EXHIBIT 99.366

                                                                      MARCH 14,
                                                                      2000 DRAFT


                   REFORM OF THE CALIFORNIA ELECTRICITY MARKET

                                 A PATH FORWARD

Over the past year the California ISO has addressed a series of seemingly
unrelated market problems through a sequence of proposed amendments to the
market design. These proposed amendments have pertained to generator
interconnection (Amendment 19), intra-zonal congestion management (Amendments 18
and 23), RMR scheduling (Amendment 26), and providing incentives for generator
construction and transmission expansion in transmission constrained areas
(Amendment 24). However, it is now apparent, and clear from recent FERC
decisions, that these are not disconnected issues. In fact, all of these
problems have a common origin in fundamental market design flaws of the current
pricing system. Fundamental problems require solutions that are comprehensive
and go to the fundamental issue.

Almost by definition, the current pricing rules cannot "get the locational
prices right." Instead, the current zonal pricing system suppresses commercially
significant locational price differences. Inevitably, the disconnect between the
resulting zonal prices and true market clearing prices and opportunity costs
means that the zonal prices cannot support efficient operating or investment
decisions in a competitive market. Because the current zonal pricing system does
not get the prices right, there is too little incentive to build new generation
or transmission where it is needed, too little incentive to start and operate
existing generation in constrained areas, too much incentive to build and
operate generation in some constrained down areas, and the marketplace incurs
excessive redispatch costs in maintaining reliability.

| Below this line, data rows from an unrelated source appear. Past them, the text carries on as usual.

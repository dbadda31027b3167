//! Canonical document state and its append-only operation log.

use chrono::{DateTime, Utc};
use uuid::Uuid;

use crate::error::{Error, Result};
use crate::types::{Operation, OperationKind, OperationRequest};

/// Content, version, and every operation ever committed to one project.
///
/// `version` always equals `operations.len()`, and `content` is the fold of
/// `operations` over the empty string.
#[derive(Debug, Clone)]
pub struct Document {
    content: String,
    operations: Vec<Operation>,
    updated_at: DateTime<Utc>,
}

impl Default for Document {
    fn default() -> Self {
        Self::new()
    }
}

impl Document {
    #[must_use]
    pub fn new() -> Self {
        Self {
            content: String::new(),
            operations: Vec::new(),
            updated_at: Utc::now(),
        }
    }

    #[must_use]
    pub fn content(&self) -> &str {
        &self.content
    }

    #[must_use]
    pub fn version(&self) -> u64 {
        self.operations.len() as u64
    }

    #[must_use]
    pub fn operations(&self) -> &[Operation] {
        &self.operations
    }

    #[must_use]
    pub fn updated_at(&self) -> DateTime<Utc> {
        self.updated_at
    }

    /// Validates, sequences, and applies an operation.
    ///
    /// Out-of-range positions or lengths fail with `InvalidOperation` and
    /// leave the document untouched. A `base_version` that does not match the
    /// current version fails with `Conflict`.
    pub fn apply(&mut self, request: OperationRequest, author_id: &str) -> Result<Operation> {
        if let Some(base) = request.base_version {
            if base != self.version() {
                return Err(Error::Conflict(format!(
                    "operation based on version {base}, document is at {}",
                    self.version()
                )));
            }
        }

        let op = Operation {
            id: Uuid::new_v4().to_string(),
            kind: request.kind,
            position: request.position,
            text: request.text,
            length: request.length,
            author_id: author_id.to_string(),
            version: self.version() + 1,
            timestamp: Utc::now(),
        };

        self.content = transform(&self.content, &op)?;
        self.updated_at = op.timestamp;
        self.operations.push(op.clone());
        Ok(op)
    }

    /// Replaces the whole content as one `replace` operation.
    pub fn replace_all(&mut self, new_content: &str, author_id: &str) -> Result<Operation> {
        let length = self.content.chars().count();
        self.apply(OperationRequest::replace(0, length, new_content), author_id)
    }
}

/// Pure function of (content, operation) -> content.
pub fn transform(content: &str, op: &Operation) -> Result<String> {
    let len = content.chars().count();
    if op.position > len {
        return Err(Error::InvalidOperation(format!(
            "position {} is past the end of the document ({len})",
            op.position
        )));
    }

    let removed = match op.kind {
        OperationKind::Insert => 0,
        OperationKind::Delete | OperationKind::Replace => op.length.ok_or_else(|| {
            Error::InvalidOperation(format!("{:?} requires a length", op.kind).to_lowercase())
        })?,
    };
    let end = op
        .position
        .checked_add(removed)
        .filter(|end| *end <= len)
        .ok_or_else(|| {
            Error::InvalidOperation(format!(
                "range {}+{removed} exceeds document length {len}",
                op.position
            ))
        })?;

    let inserted = match op.kind {
        OperationKind::Delete => "",
        OperationKind::Insert | OperationKind::Replace => op.text.as_deref().ok_or_else(|| {
            Error::InvalidOperation(format!("{:?} requires text", op.kind).to_lowercase())
        })?,
    };

    let start_byte = byte_offset(content, op.position);
    let end_byte = byte_offset(content, end);

    let mut out = String::with_capacity(content.len() - (end_byte - start_byte) + inserted.len());
    out.push_str(&content[..start_byte]);
    out.push_str(inserted);
    out.push_str(&content[end_byte..]);
    Ok(out)
}

/// Byte index of the `char_pos`-th character; `char_pos` may equal the length.
fn byte_offset(s: &str, char_pos: usize) -> usize {
    s.char_indices()
        .nth(char_pos)
        .map_or(s.len(), |(byte, _)| byte)
}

These problems must be addressed, and a fundamental choice confronts the ISO and
market participants in deciding how they will be addressed. The alternatives are
to address these problems by imposing additional restrictions on the market and
moving to greater reliance on centralized decision making and command and
control, both in maintaining short-term reliability and making long-term
investments; or to move to enable decentralized decision making, in both the
short-term market and with respect to long-term investments, by getting the
prices right. We support the latter approach and are proposing reforms of the
California market that are intended to promote reliance on market mechanisms for
congestion management in both the long and short-run.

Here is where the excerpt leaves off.